SUPPLIED INFORMATION:
◇ ◇ ◇ ◇

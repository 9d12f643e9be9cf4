use anyhow::{Context, Result};
use async_trait::async_trait;
use clap::{Parser, Subcommand};
use std::future::Future;
use std::sync::Arc;
use std::time::Duration;
use tokio::io::{AsyncBufRead, AsyncBufReadExt, BufReader};
use tracing::{info, warn};

use rover_proto::HeartbeatSnapshot;
use rover_safety::{doctor as safety_doctor, Actuation, ActuationError, DriverConfig, Heartbeat, SessionHub};
use rover_telemetry::{doctor as telemetry_doctor, LightsFlag, LightsStatus, Sampler, TelemetryConfig, TelemetrySources};

#[derive(Debug, Parser)]
#[command(name = "rover", version, about = "Rover driver - heartbeat watchdog & telemetry")]
struct Cli {
    #[arg(long)]
    config: String,

    #[command(subcommand)]
    cmd: Command,
}

#[derive(Debug, Subcommand)]
enum Command {
    /// Validate the config and check the telemetry sources once.
    Doctor,
    /// Take one telemetry sample and print it as JSON.
    Sample,
    /// Run a heartbeat session driven by stdin (`hb`, `start`, `end`, `state`,
    /// `lights on|off`, `quit`). Keeps running after stdin closes, until `quit`
    /// or Ctrl-C.
    Run,
}

#[derive(Debug, serde::Deserialize)]
struct Config {
    driver: DriverConfig,
    #[serde(default)]
    telemetry: TelemetryConfig,
}

fn load_config(path: &str) -> Result<Config> {
    let s = std::fs::read_to_string(path).with_context(|| format!("read config {}", path))?;
    toml::from_str(&s).context("parse config toml")
}

#[tokio::main]
async fn main() -> Result<()> {
    tracing_subscriber::fmt()
        .with_env_filter(tracing_subscriber::EnvFilter::from_default_env())
        .init();

    let cli = Cli::parse();
    let cfg = load_config(&cli.config)?;

    match cli.cmd {
        Command::Doctor => doctor(&cfg).await?,
        Command::Sample => sample(&cfg).await?,
        Command::Run => run(&cfg).await?,
    }
    Ok(())
}

fn build_sampler(cfg: &Config, lights: Arc<dyn LightsStatus>) -> Sampler {
    Sampler::from_config(&cfg.telemetry, TelemetrySources::linux(&cfg.telemetry, lights))
}

async fn doctor(cfg: &Config) -> Result<()> {
    info!("doctor: starting");

    safety_doctor::check_driver(&cfg.driver)?;
    telemetry_doctor::check_telemetry(&cfg.telemetry)?;

    let sampler = build_sampler(cfg, Arc::new(LightsFlag::default()));
    match sampler.collect().await {
        Ok(s) => info!(
            "doctor: telemetry OK (ssid={} quality={} volume={} battery={}%)",
            s.ssid, s.link_quality, s.volume, s.battery_percent
        ),
        // not fatal: the loop runs fine with invalid snapshots
        Err(e) => warn!("doctor: telemetry sources not ready: {:#}", e),
    }

    info!("doctor: OK");
    Ok(())
}

async fn sample(cfg: &Config) -> Result<()> {
    let sampler = build_sampler(cfg, Arc::new(LightsFlag::default()));

    // cpu usage needs a measurement window
    tokio::time::sleep(Duration::from_millis(250)).await;

    let snap = sampler.sample(&HeartbeatSnapshot::default()).await;
    println!("{}", serde_json::to_string_pretty(&snap)?);
    Ok(())
}

async fn run(cfg: &Config) -> Result<()> {
    let hb_cfg = cfg.driver.heartbeat_config()?;
    info!("run: starting (max heartbeat interval {:?})", hb_cfg.max_heartbeat_interval);

    let lights = Arc::new(LightsFlag::default());
    let sampler = build_sampler(cfg, lights.clone());
    let hb = Arc::new(Heartbeat::new(hb_cfg, Arc::new(LoggingActuation), sampler));

    let hub = SessionHub::new();
    let watcher = hb.watch_sessions(&hub);
    hub.started();

    let ctrl_c = async {
        if let Err(e) = tokio::signal::ctrl_c().await {
            warn!("run: cannot listen for Ctrl-C: {}", e);
            std::future::pending::<()>().await;
        }
        info!("run: interrupted");
    };
    serve(BufReader::new(tokio::io::stdin()), ctrl_c, &hb, &hub, &lights).await?;

    // Ended is queued ahead of the close, so the watcher resets before exiting.
    hub.ended();
    drop(hub);
    watcher.await.context("session watcher")?;

    info!("run: done");
    Ok(())
}

/// Handles console commands until `quit` or `shutdown` resolves. Closed input
/// does not end the session, so the driver keeps running when detached.
async fn serve<R, F>(input: R, shutdown: F, hb: &Heartbeat, hub: &SessionHub, lights: &LightsFlag) -> Result<()>
where
    R: AsyncBufRead + Unpin,
    F: Future<Output = ()>,
{
    tokio::pin!(shutdown);
    let mut lines = input.lines();
    let mut input_open = true;
    loop {
        tokio::select! {
            _ = &mut shutdown => return Ok(()),
            line = lines.next_line(), if input_open => {
                let Some(line) = line.context("read stdin")? else {
                    info!("run: stdin closed; running until interrupted");
                    input_open = false;
                    continue;
                };
                match line.trim() {
                    "" => {}
                    "hb" => println!("{}", serde_json::to_string(&hb.report_signal_received())?),
                    "start" => { hub.started(); }
                    "end" => { hub.ended(); }
                    "state" => println!("state={:?} running={}", hb.state(), hb.is_running()),
                    "lights on" => lights.set(true),
                    "lights off" => lights.set(false),
                    "quit" => return Ok(()),
                    other => warn!("run: unknown command {:?}", other),
                }
            }
        }
    }
}

/// Stand-in for the motor/servo controllers on a bench without hardware.
struct LoggingActuation;

#[async_trait]
impl Actuation for LoggingActuation {
    fn set_bearing(&self, bearing: &str, immediate: bool) -> Result<(), ActuationError> {
        info!("actuation: set bearing {} (immediate={})", bearing, immediate);
        Ok(())
    }

    async fn look_stop(&self) -> Result<(), ActuationError> {
        info!("actuation: look servo to stop position");
        Ok(())
    }
}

◇ ◇ ◇ ◇

ABOUT THIS TASK: Each line of the listing should be copied exactly, with none left out.

ANSWER SPACE:
repository 9d12f643e9be9cf4
use anyhow::{Context, Result};
use async_trait::async_trait;
use clap::{Parser, Subcommand};
use std::future::Future;
use std::sync::Arc;
use std::time::Duration;
use tokio::io::{AsyncBufRead, AsyncBufReadExt, BufReader};
use tracing::{info, warn};

use rover_proto::HeartbeatSnapshot;
use rover_safety::{doctor as safety_doctor, Actuation, ActuationError, DriverConfig, Heartbeat, SessionHub};
use rover_telemetry::{doctor as telemetry_doctor, LightsFlag, LightsStatus, Sampler, TelemetryConfig, TelemetrySources};

#[derive(Debug, Parser)]
#[command(name = "rover", version, about = "Rover driver - heartbeat watchdog & telemetry")]
struct Cli {
    #[arg(long)]
    config: String,

    #[command(subcommand)]
    cmd: Command,
}

#[derive(Debug, Subcommand)]
enum Command {
    /// Validate the config and check the telemetry sources once.
    Doctor,
    /// Take one telemetry sample and print it as JSON.
    Sample,
    /// Run a heartbeat session driven by stdin (`hb`, `start`, `end`, `state`,
    /// `lights on|off`, `quit`). Keeps running after stdin closes, until `quit`
    /// or Ctrl-C.
    Run,
}

#[derive(Debug, serde::Deserialize)]
struct Config {
    driver: DriverConfig,
    #[serde(default)]
    telemetry: TelemetryConfig,
}

fn load_config(path: &str) -> Result<Config> {
    let s = std::fs::read_to_string(path).with_context(|| format!("read config {}", path))?;
    toml::from_str(&s).context("parse config toml")
}

#[tokio::main]
async fn main() -> Result<()> {
    tracing_subscriber::fmt()
        .with_env_filter(tracing_subscriber::EnvFilter::from_default_env())
        .init();

    let cli = Cli::parse();
    let cfg = load_config(&cli.config)?;

    match cli.cmd {
        Command::Doctor => doctor(&cfg).await?,
        Command::Sample => sample(&cfg).await?,
        Command::Run => run(&cfg).await?,
    }
    Ok(())
}

fn build_sampler(cfg: &Config, lights: Arc<dyn LightsStatus>) -> Sampler {
    Sampler::from_config(&cfg.telemetry, TelemetrySources::linux(&cfg.telemetry, lights))
}

async fn doctor(cfg: &Config) -> Result<()> {
    info!("doctor: starting");

    safety_doctor::check_driver(&cfg.driver)?;
    telemetry_doctor::check_telemetry(&cfg.telemetry)?;

    let sampler = build_sampler(cfg, Arc::new(LightsFlag::default()));
    match sampler.collect().await {
        Ok(s) => info!(
            "doctor: telemetry OK (ssid={} quality={} volume={} battery={}%)",
            s.ssid, s.link_quality, s.volume, s.battery_percent
        ),
        // not fatal: the loop runs fine with invalid snapshots
        Err(e) => warn!("doctor: telemetry sources not ready: {:#}", e),
    }

    info!("doctor: OK");
    Ok(())
}

async fn sample(cfg: &Config) -> Result<()> {
    let sampler = build_sampler(cfg, Arc::new(LightsFlag::default()));

    // cpu usage needs a measurement window
    tokio::time::sleep(Duration::from_millis(250)).await;

    let snap = sampler.sample(&HeartbeatSnapshot::default()).await;
    println!("{}", serde_json::to_string_pretty(&snap)?);
    Ok(())
}

async fn run(cfg: &Config) -> Result<()> {
    let hb_cfg = cfg.driver.heartbeat_config()?;
    info!("run: starting (max heartbeat interval {:?})", hb_cfg.max_heartbeat_interval);

    let lights = Arc::new(LightsFlag::default());
    let sampler = build_sampler(cfg, lights.clone());
    let hb = Arc::new(Heartbeat::new(hb_cfg, Arc::new(LoggingActuation), sampler));

    let hub = SessionHub::new();
    let watcher = hb.watch_sessions(&hub);
    hub.started();

    let ctrl_c = async {
        if let Err(e) = tokio::signal::ctrl_c().await {
            warn!("run: cannot listen for Ctrl-C: {}", e);
            std::future::pending::<()>().await;
        }
        info!("run: interrupted");
    };
    serve(BufReader::new(tokio::io::stdin()), ctrl_c, &hb, &hub, &lights).await?;

    // Ended is queued ahead of the close, so the watcher resets before exiting.
    hub.ended();
    drop(hub);
    watcher.await.context("session watcher")?;

    info!("run: done");
    Ok(())
}

/// Handles console commands until `quit` or `shutdown` resolves. Closed input
/// does not end the session, so the driver keeps running when detached.
async fn serve<R, F>(input: R, shutdown: F, hb: &Heartbeat, hub: &SessionHub, lights: &LightsFlag) -> Result<()>
where
    R: AsyncBufRead + Unpin,
    F: Future<Output = ()>,
{
    tokio::pin!(shutdown);
    let mut lines = input.lines();
    let mut input_open = true;
    loop {
        tokio::select! {
            _ = &mut shutdown => return Ok(()),
            line = lines.next_line(), if input_open => {
                let Some(line) = line.context("read stdin")? else {
                    info!("run: stdin closed; running until interrupted");
                    input_open = false;
                    continue;
                };
                match line.trim() {
                    "" => {}
                    "hb" => println!("{}", serde_json::to_string(&hb.report_signal_received())?),
                    "start" => { hub.started(); }
                    "end" => { hub.ended(); }
                    "state" => println!("state={:?} running={}", hb.state(), hb.is_running()),
                    "lights on" => lights.set(true),
                    "lights off" => lights.set(false),
                    "quit" => return Ok(()),
                    other => warn!("run: unknown command {:?}", other),
                }
            }
        }
    }
}

/// Stand-in for the motor/servo controllers on a bench without hardware.
struct LoggingActuation;

#[async_trait]
impl Actuation for LoggingActuation {
    fn set_bearing(&self, bearing: &str, immediate: bool) -> Result<(), ActuationError> {
        info!("actuation: set bearing {} (immediate={})", bearing, immediate);
        Ok(())
    }

    async fn look_stop(&self) -> Result<(), ActuationError> {
        info!("actuation: look servo to stop position");
        Ok(())
    }
}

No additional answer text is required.